Talking About Terrorism
All trauma impacts children, and terrorism is a unique type of traumatic event. Like all trauma, it is sudden and unpredictable. Unlike all trauma, it is inherently violent. Individuals purposefully harm others, which makes it particularly hard to explain. And terrorism stresses the entire community - no one escapes being impacted, even our children.
WHAT SHOULD YOU SAY?
So how do we talk to our children? How do we know what’s right to say to a 5 year old? 9 year old? 14 year old? Each time we are confronted by terrorism the situation will be unique, and we will once again struggle with what to say. But there are some general tips that can help you navigate these conversations at any developmental stage:
· Answer questions, but especially with young ones, keep facts and details vague.
o It is important to answer children’s questions so that they feel heard, but we do them harm by telling them more than they can make sense of. It is always better to give too little information. It may, in fact, be enough to satisfy your child. Do not offer painful or disturbing details, but with older kids ask what they already know. Additionally, do not be afraid to say, “I don’t know” when that is the truest answer you have.

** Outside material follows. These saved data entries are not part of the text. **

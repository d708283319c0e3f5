// Copyright (c) Microsoft Corporation.
// Licensed under the MIT License.

//! Type-erased batch storage for heterogeneous tier lists.

use std::{fmt::Debug, sync::Arc};

use crate::{BatchStorage, CacheOptions, Error, batch::DynBatchStorage};

/// Extension trait for converting any `BatchStorage` into a `DynamicStorage`.
///
/// This trait is automatically implemented for all types that implement `BatchStorage`.
///
/// # Examples
///
/// ```
/// use memoria_storage::{BatchStorage, DynamicStorage, DynamicStorageExt};
///
/// fn erase<T>(tier: T) -> DynamicStorage<i32>
/// where
///     T: BatchStorage<i32> + 'static,
/// {
///     tier.into_dynamic()
/// }
/// ```
pub trait DynamicStorageExt<V>: Sized {
    /// Converts this storage into a `DynamicStorage`.
    fn into_dynamic(self) -> DynamicStorage<V>;
}

impl<V, T> DynamicStorageExt<V> for T
where
    T: BatchStorage<V> + 'static,
{
    fn into_dynamic(self) -> DynamicStorage<V> {
        DynamicStorage::new(self)
    }
}

/// A clonable batch storage with type erasure.
///
/// `DynamicStorage` wraps a trait object in an `Arc` so that tiers backed by
/// different storage types can live in one ordered list. Cloning shares the
/// same underlying storage.
pub struct DynamicStorage<V>(Arc<DynBatchStorage<'static, V>>);

impl<V> DynamicStorage<V> {
    /// Creates a new dynamic storage from any `BatchStorage` implementation.
    pub(crate) fn new<T>(storage: T) -> Self
    where
        T: BatchStorage<V> + Send + Sync + 'static,
    {
        Self(DynBatchStorage::new_arc(storage))
    }
}

impl<V> Debug for DynamicStorage<V> {
    fn fmt(&self, f: &mut std::fmt::Formatter<'_>) -> std::fmt::Result {
        f.debug_struct("DynamicStorage").finish()
    }
}

impl<V> Clone for DynamicStorage<V> {
    fn clone(&self) -> Self {
        Self(Arc::clone(&self.0))
    }
}

impl<V> BatchStorage<V> for DynamicStorage<V>
where
    V: Send,
{
    async fn get_many(&self, keys: &[String]) -> Result<Vec<Option<V>>, Error> {
        self.0.get_many(keys).await
    }

    async fn set_many(&self, entries: Vec<(String, Option<V>)>, options: &CacheOptions) -> Result<(), Error> {
        self.0.set_many(entries, options).await
    }

    async fn clear(&self) -> Result<(), Error> {
        self.0.clear().await
    }
}

#[cfg(test)]
mod tests {
    use super::*;
    use crate::testing::MockStorage;

    fn block_on<F: std::future::Future>(f: F) -> F::Output {
        futures::executor::block_on(f)
    }

    #[test]
    fn dynamic_storage_forwards_to_inner() {
        block_on(async {
            let mock = MockStorage::<i32>::new();
            let dynamic: DynamicStorage<i32> = mock.clone().into_dynamic();

            dynamic
                .set_many(vec![("k".to_string(), Some(7))], &CacheOptions::default())
                .await
                .expect("set_many failed");

            assert!(mock.contains_key("k"));
            let found = dynamic.get_many(&["k".to_string()]).await.expect("get_many failed");
            assert_eq!(found, vec![Some(7)]);
        });
    }

    #[test]
    fn dynamic_storage_clones_share_state() {
        block_on(async {
            let dynamic: DynamicStorage<i32> = MockStorage::<i32>::new().into_dynamic();
            let clone = dynamic.clone();

            dynamic
                .set_many(vec![("k".to_string(), Some(1))], &CacheOptions::default())
                .await
                .expect("set_many failed");
            let found = clone.get_many(&["k".to_string()]).await.expect("get_many failed");
            assert_eq!(found, vec![Some(1)]);

            BatchStorage::clear(&clone).await.expect("clear failed");
            let found = dynamic.get_many(&["k".to_string()]).await.expect("get_many failed");
            assert_eq!(found, vec![None]);
        });
    }

    #[test]
    fn dynamic_storage_debug() {
        let dynamic: DynamicStorage<i32> = MockStorage::<i32>::new().into_dynamic();
        assert_eq!(format!("{dynamic:?}"), "DynamicStorage");
    }
}
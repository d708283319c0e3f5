// Copyright (c) Microsoft Corporation.
// Licensed under the MIT License.

//! Options passed along with writes.

/// Time-to-live applied when no explicit TTL is configured.
pub const DEFAULT_TTL_SECS: f64 = 60.0;

/// Per-write caching options.
///
/// Storages that have no notion of expiry ignore these options. The expiration
/// wrapper in `memoria` interprets them.
///
/// `is_cached_forever` overrides both the TTL and the laziness flag.
///
/// # Examples
///
/// ```
/// use memoria_storage::CacheOptions;
///
/// let defaults = CacheOptions::default();
/// assert_eq!(defaults.ttl_millis(), 60_000);
/// assert!(defaults.is_lazy());
/// assert!(!defaults.is_cached_forever());
///
/// let eager = CacheOptions::new().ttl(5.0).eager();
/// assert_eq!(eager.ttl_millis(), 5_000);
/// assert!(!eager.is_lazy());
/// ```
#[derive(Debug, Clone, Copy, PartialEq)]
pub struct CacheOptions {
    ttl_secs: f64,
    is_lazy: bool,
    is_cached_forever: bool,
}

impl Default for CacheOptions {
    fn default() -> Self {
        Self {
            ttl_secs: DEFAULT_TTL_SECS,
            is_lazy: true,
            is_cached_forever: false,
        }
    }
}

impl CacheOptions {
    /// Creates options with the defaults: 60 second TTL, lazy expiry, not forever.
    #[must_use]
    pub fn new() -> Self {
        Self::default()
    }

    /// Sets the time-to-live in seconds.
    ///
    /// Fractional values are allowed. A zero or negative TTL makes the entry stale
    /// on the very next read.
    #[must_use]
    pub fn ttl(mut self, ttl_secs: f64) -> Self {
        self.ttl_secs = ttl_secs;
        self
    }

    /// Sets whether expiry is only detected on read.
    #[must_use]
    pub fn lazy(mut self, is_lazy: bool) -> Self {
        self.is_lazy = is_lazy;
        self
    }

    /// Schedules a proactive deletion when the TTL elapses, in addition to the read check.
    #[must_use]
    pub fn eager(self) -> Self {
        self.lazy(false)
    }

    /// Marks entries as never expiring.
    #[must_use]
    pub fn forever(mut self) -> Self {
        self.is_cached_forever = true;
        self
    }

    /// Returns the configured time-to-live in seconds.
    #[must_use]
    pub fn ttl_secs(&self) -> f64 {
        self.ttl_secs
    }

    /// Returns the time-to-live in whole milliseconds, rounded to the nearest millisecond.
    #[must_use]
    #[expect(clippy::cast_possible_truncation, reason = "ttl values are far below i64::MAX milliseconds")]
    pub fn ttl_millis(&self) -> i64 {
        (self.ttl_secs * 1000.0).round() as i64
    }

    /// Returns whether expiry is detected lazily.
    #[must_use]
    pub fn is_lazy(&self) -> bool {
        self.is_lazy
    }

    /// Returns whether entries never expire.
    #[must_use]
    pub fn is_cached_forever(&self) -> bool {
        self.is_cached_forever
    }
}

· Stress safety in all conversations. Remind children that they are safe, and that it is your job to protect them.
o Remember that, at their core, most children’s questions are truly asking one thing – Am I safe? Are the people I love safe? When your child asks, “Why did they have guns?” interpret this as a question about safety. “I don’t know why they used guns. But I know most people don’t have guns and they don’t use guns when they are angry.”